TSU AYKH SHVESTER UN BRIDER BAFRAYTE: NOKHMILHOMEH-PROBLEMEN FUN YIDISHN FOLK צו אייך שוועסטער און ברידער באפרייטע: נאָכמלחמה-פראָבלעמען פון יידישן פאָלק
Nyu-York [New York]: Zamoshtser Brentsh 375 Arbeter-Ring, 1945. Item #43346
1st edition of author’s first of seven published monographs, all on the Shoah. Original printed paper wrappers, small 8vo, 31 pages, 20 cm. In Yiddish. Title translates as, “To You, My Freed Brothers and Sisters: Postwar Problems of the Jewish People.”
Author's afterword:
“In 1939, the author published a book about the formation of a young Jew. The author then wrote his book on Orthodox concepts. During the six years of camp life, he grew older and changed. Along with all his works and writings, this work was also lost to him. His motto at the time, ‘Turn my back to Europe!’ confirmed the story with his bloodiest pen.

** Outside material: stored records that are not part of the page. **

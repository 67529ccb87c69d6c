use chrono::{DateTime, Utc};
use serde::{Deserialize, Serialize};

/// Token lifecycle status.
///
/// The set is closed: serialization accepts and produces exactly these three
/// strings, and decoding anything else fails rather than inventing a state.
#[derive(Debug, Clone, Copy, PartialEq, Eq, Serialize, Deserialize)]
#[serde(rename_all = "lowercase")]
pub enum TokenStatus {
    /// Eligible for selection.
    Active,
    /// Rate-limited; restored to active by the pool-wide reset.
    Exhausted,
    /// Ejected after a 401; stays out until credentials are re-synced.
    Unauthorized,
}

/// Usage accounting for a single token, keyed by credKey in the pool.
#[derive(Debug, Clone, PartialEq, Eq, Serialize, Deserialize)]
#[serde(rename_all = "camelCase")]
pub struct TokenState {
    #[serde(default)]
    pub last_usage_at: Option<DateTime<Utc>>,
    #[serde(default)]
    pub exhausted_at: Option<DateTime<Utc>>,
    pub status: TokenStatus,
    #[serde(default)]
    pub status_changed_at: Option<DateTime<Utc>>,
    #[serde(default)]
    pub successful_usage_count: u64,
    #[serde(default)]
    pub pre_rate_limit_success_count: u64,
}

impl Default for TokenState {
    fn default() -> Self {
        TokenState {
            last_usage_at: None,
            exhausted_at: None,
            status: TokenStatus::Active,
            status_changed_at: None,
            successful_usage_count: 0,
            pre_rate_limit_success_count: 0,
        }
    }
}

impl TokenState {
    pub fn is_active(&self) -> bool {
        self.status == TokenStatus::Active
    }

    pub fn is_exhausted(&self) -> bool {
        self.status == TokenStatus::Exhausted
    }

    /// Unauthorized tokens are ignored by selection until re-synced.
    pub fn is_ignored(&self) -> bool {
        self.status == TokenStatus::Unauthorized
    }

    pub fn update_status(&mut self, status: TokenStatus, changed_at: DateTime<Utc>) {
        self.status = status;
        self.status_changed_at = Some(changed_at);
    }

    pub fn set_exhausted(&mut self, exhaustion_time: DateTime<Utc>) {
        self.update_status(TokenStatus::Exhausted, exhaustion_time);
        self.exhausted_at = Some(exhaustion_time);
    }

    pub fn set_unauthorized(&mut self, changed_at: DateTime<Utc>) {
        self.update_status(TokenStatus::Unauthorized, changed_at);
    }

    pub fn record_usage(&mut self, usage_time: DateTime<Utc>) {
        self.last_usage_at = Some(usage_time);
        self.successful_usage_count += 1;
    }

    /// Marks the token active again and rolls the current usage count into
    /// `pre_rate_limit_success_count`.
    pub fn reset_usage_metrics(&mut self, resume_time: DateTime<Utc>) {
        self.update_status(TokenStatus::Active, resume_time);
        self.pre_rate_limit_success_count = self.successful_usage_count;
        self.successful_usage_count = 0;
    }
}

#[cfg(test)]
mod tests {
    use super::*;
    use chrono::TimeZone;

    fn at(secs: i64) -> DateTime<Utc> {
        Utc.timestamp_opt(secs, 0).unwrap()
    }

    #[test]
    fn status_serializes_to_lowercase_strings() {
        assert_eq!(
            serde_json::to_string(&TokenStatus::Active).unwrap(),
            "\"active\""
        );
        assert_eq!(
            serde_json::to_string(&TokenStatus::Exhausted).unwrap(),
            "\"exhausted\""
        );
        assert_eq!(
            serde_json::to_string(&TokenStatus::Unauthorized).unwrap(),
            "\"unauthorized\""
        );
    }

    #[test]
    fn status_decode_is_identity_over_the_valid_set() {
        for status in [
            TokenStatus::Active,
            TokenStatus::Exhausted,
            TokenStatus::Unauthorized,
        ] {
            let encoded = serde_json::to_string(&status).unwrap();
            let decoded: TokenStatus = serde_json::from_str(&encoded).unwrap();
            assert_eq!(decoded, status);
        }
    }

    #[test]
    fn status_decode_fails_closed_on_unknown_strings() {
        for bad in ["\"frozen\"", "\"ACTIVE\"", "\"\"", "1"] {
            assert!(
                serde_json::from_str::<TokenStatus>(bad).is_err(),
                "expected decode failure for {bad}"
            );
        }
    }

    #[test]
    fn set_exhausted_records_timestamp_and_status() {
        let mut token = TokenState::default();
        token.set_exhausted(at(100));

        assert!(token.is_exhausted());
        assert_eq!(token.exhausted_at, Some(at(100)));
        assert_eq!(token.status_changed_at, Some(at(100)));
    }

    #[test]
    fn record_usage_increments_count() {
        let mut token = TokenState::default();
        token.record_usage(at(10));
        token.record_usage(at(20));

        assert_eq!(token.successful_usage_count, 2);
        assert_eq!(token.last_usage_at, Some(at(20)));
    }

    #[test]
    fn reset_rolls_count_into_pre_rate_limit_count() {
        let mut token = TokenState::default();
        token.record_usage(at(10));
        token.record_usage(at(20));
        token.set_exhausted(at(30));

        token.reset_usage_metrics(at(40));

        assert!(token.is_active());
        assert_eq!(token.successful_usage_count, 0);
        assert_eq!(token.pre_rate_limit_success_count, 2);
        assert_eq!(token.status_changed_at, Some(at(40)));
        // The exhaustion timestamp is history, not cleared by the reset.
        assert_eq!(token.exhausted_at, Some(at(30)));
    }

    #[test]
    fn token_state_round_trips_through_json() {
        let mut token = TokenState::default();
        token.record_usage(at(10));
        token.set_exhausted(at(30));

        let encoded = serde_json::to_string(&token).unwrap();
        let decoded: TokenState = serde_json::from_str(&encoded).unwrap();
        assert_eq!(decoded, token);
    }
}
//! The persisted state manager.
//!
//! A single mutex guards the whole [`PersistedState`]; every public mutating
//! operation holds it for the full read-modify-write-persist cycle, so the
//! file on disk always reflects the last operation that returned `Ok`.
//! Contention is low: the API client's request loop is serial, and the only
//! other caller is the shutdown handler's final flush.

use std::collections::BTreeMap;
use std::io;
use std::path::{Path, PathBuf};
use std::sync::Mutex;

use chrono::{DateTime, Utc};
use serde::{Deserialize, Serialize};
use thiserror::Error;

use crate::auth::Credential;
use crate::fsync::atomic_write_file;
use crate::state::token::{TokenState, TokenStatus};

/// Errors from loading or persisting the state file.
#[derive(Debug, Error)]
pub enum StateError {
    #[error("state file I/O error: {0}")]
    Io(#[from] io::Error),

    #[error("state file JSON error: {0}")]
    Json(#[from] serde_json::Error),

    #[error("token not found: {0}")]
    TokenNotFound(String),
}

/// Outcome of token selection when no token could be returned.
#[derive(Debug, Clone, Copy, PartialEq, Eq, Error)]
pub enum TokenPoolError {
    /// The pool has no tokens at all. Critical.
    #[error("token pool is empty")]
    EmptyTokenPool,

    /// Every token is unauthorized. Critical.
    #[error("all tokens are ignored")]
    AllTokensIgnored,

    /// Every non-ignored token is exhausted; a pool-wide reset will recover.
    #[error("all tokens are exhausted")]
    AllTokensExhausted,

    /// No active token and the exhausted/ignored classification did not
    /// account for the pool. Invariant breach; critical.
    #[error("no active token found (expected either all-exhausted or all-ignored)")]
    ActiveTokenNotFound,
}

impl TokenPoolError {
    /// Critical errors abort the pull cycle; `AllTokensExhausted` is the one
    /// recoverable case (the caller sleeps and resets the pool).
    pub fn is_critical(&self) -> bool {
        !matches!(self, TokenPoolError::AllTokensExhausted)
    }
}

/// The full document serialized to the state file.
#[derive(Debug, Clone, Default, PartialEq, Eq, Serialize, Deserialize)]
#[serde(rename_all = "camelCase")]
pub struct PersistedState {
    #[serde(default)]
    pub last_job_execution_start_time: Option<DateTime<Utc>>,
    #[serde(default)]
    pub last_job_execution_end_time: Option<DateTime<Utc>>,
    #[serde(default)]
    pub ongoing_job_start_time: Option<DateTime<Utc>>,
    #[serde(default)]
    pub rate_limit_reset_at: Option<DateTime<Utc>>,
    #[serde(default)]
    pub cooldown_completed_at: Option<DateTime<Utc>>,
    /// Keyed by credKey. A `BTreeMap` keeps iteration (and therefore
    /// least-usage tie-breaking and file output) deterministic.
    #[serde(default)]
    pub token_states: BTreeMap<String, TokenState>,
}

/// Thread-safe owner of [`PersistedState`] with write-through persistence.
pub struct StateManager {
    file_path: PathBuf,
    state: Mutex<PersistedState>,
}

impl StateManager {
    /// Loads existing state from `file_path`, or starts fresh if the file
    /// does not exist yet.
    pub fn new(file_path: impl Into<PathBuf>) -> Result<Self, StateError> {
        let file_path = file_path.into();
        let state = match std::fs::read(&file_path) {
            Ok(data) => serde_json::from_slice(&data)?,
            Err(e) if e.kind() == io::ErrorKind::NotFound => PersistedState::default(),
            Err(e) => return Err(e.into()),
        };
        Ok(StateManager {
            file_path,
            state: Mutex::new(state),
        })
    }

    pub fn file_path(&self) -> &Path {
        &self.file_path
    }

    /// A copy of the current in-memory state.
    pub fn snapshot(&self) -> PersistedState {
        self.state.lock().unwrap().clone()
    }

    /// Persists the current state. Used by the shutdown handler; the mutex
    /// guarantees the flush cannot interleave with a mutation.
    pub fn save(&self) -> Result<(), StateError> {
        let state = self.state.lock().unwrap();
        self.save_locked(&state)
    }

    fn save_locked(&self, state: &PersistedState) -> Result<(), StateError> {
        let data = serde_json::to_vec_pretty(state)?;
        atomic_write_file(&self.file_path, &data)?;
        Ok(())
    }

    /// Reconciles the token map with the credential file: exactly one entry
    /// per supplied credKey, counters carried over for keys that survive,
    /// dropped entries forgotten, and every entry re-asserted active.
    pub fn sync_token_status_with_latest_auth_credentials(
        &self,
        credentials: &[Credential],
    ) -> Result<(), StateError> {
        let now = Utc::now();
        let mut state = self.state.lock().unwrap();

        let mut latest = BTreeMap::new();
        for credential in credentials {
            let mut token = state
                .token_states
                .get(&credential.cred_key)
                .cloned()
                .unwrap_or_default();
            token.update_status(TokenStatus::Active, now);
            latest.insert(credential.cred_key.clone(), token);
        }
        state.token_states = latest;

        self.save_locked(&state)
    }

    pub fn update_ongoing_job_start_time(
        &self,
        start_time: DateTime<Utc>,
    ) -> Result<(), StateError> {
        let mut state = self.state.lock().unwrap();
        state.ongoing_job_start_time = Some(start_time);
        self.save_locked(&state)
    }

    /// Rolls the ongoing start time into the last-execution window and
    /// records the end time.
    pub fn update_last_job_execution_time(
        &self,
        end_time: DateTime<Utc>,
    ) -> Result<(), StateError> {
        let mut state = self.state.lock().unwrap();
        state.last_job_execution_start_time = state.ongoing_job_start_time;
        state.last_job_execution_end_time = Some(end_time);
        self.save_locked(&state)
    }

    pub fn update_rate_limit_reset_time(
        &self,
        reset_time: DateTime<Utc>,
    ) -> Result<(), StateError> {
        let mut state = self.state.lock().unwrap();
        state.rate_limit_reset_at = Some(reset_time);
        self.save_locked(&state)
    }

    pub fn set_token_status_to_rate_limited(&self, cred_key: &str) -> Result<(), StateError> {
        let now = Utc::now();
        let mut state = self.state.lock().unwrap();
        let token = state
            .token_states
            .get_mut(cred_key)
            .ok_or_else(|| StateError::TokenNotFound(cred_key.to_string()))?;
        token.set_exhausted(now);
        self.save_locked(&state)
    }

    pub fn set_token_status_to_unauthorized(&self, cred_key: &str) -> Result<(), StateError> {
        let now = Utc::now();
        let mut state = self.state.lock().unwrap();
        let token = state
            .token_states
            .get_mut(cred_key)
            .ok_or_else(|| StateError::TokenNotFound(cred_key.to_string()))?;
        token.set_unauthorized(now);
        self.save_locked(&state)
    }

    pub fn update_token_usage(
        &self,
        cred_key: &str,
        usage_time: DateTime<Utc>,
    ) -> Result<(), StateError> {
        let mut state = self.state.lock().unwrap();
        let token = state
            .token_states
            .get_mut(cred_key)
            .ok_or_else(|| StateError::TokenNotFound(cred_key.to_string()))?;
        token.record_usage(usage_time);
        self.save_locked(&state)
    }

    /// Pool-wide recovery after exhaustion: records the cooldown completion
    /// and marks every token active with its usage counter rolled over.
    pub fn reset_usage_metrics_for_all_tokens(
        &self,
        resume_time: DateTime<Utc>,
    ) -> Result<(), StateError> {
        let mut state = self.state.lock().unwrap();
        state.cooldown_completed_at = Some(resume_time);
        for token in state.token_states.values_mut() {
            token.reset_usage_metrics(resume_time);
        }
        self.save_locked(&state)
    }

    /// Selects the active token with the smallest successful usage count.
    ///
    /// Ties go to the lexicographically first credKey, which is arbitrary
    /// but stable for any fixed pool content. When no token is active the
    /// error classifies the pool so the caller can tell "wait and reset"
    /// (`AllTokensExhausted`) apart from the critical outcomes.
    pub fn get_least_usage_active_token(&self) -> Result<String, TokenPoolError> {
        let state = self.state.lock().unwrap();

        if state.token_states.is_empty() {
            return Err(TokenPoolError::EmptyTokenPool);
        }

        let mut least: Option<(&String, u64)> = None;
        for (cred_key, token) in &state.token_states {
            if !token.is_active() {
                continue;
            }
            match least {
                Some((_, count)) if token.successful_usage_count >= count => {}
                _ => least = Some((cred_key, token.successful_usage_count)),
            }
        }
        if let Some((cred_key, _)) = least {
            return Ok(cred_key.clone());
        }

        let total = state.token_states.len();
        let ignored = state
            .token_states
            .values()
            .filter(|t| t.is_ignored())
            .count();
        let exhausted = state
            .token_states
            .values()
            .filter(|t| t.is_exhausted())
            .count();

        if ignored == total {
            Err(TokenPoolError::AllTokensIgnored)
        } else if ignored + exhausted == total {
            Err(TokenPoolError::AllTokensExhausted)
        } else {
            Err(TokenPoolError::ActiveTokenNotFound)
        }
    }
}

It is still quite a long way, even with the current treacherous number of Jews in Europe, to bring them all out in the best and only way for them: To the Land of Israel! With the ending of the exile, we will lose the last, psychologically and morally broken Jews. A seriously ill person is not taken a long way to a ‘Fulkom Heilanstalt,’ but is given first aid on the spot, right where he is lying!
And here is the cry for immediate, momentary help concerning the present brochure.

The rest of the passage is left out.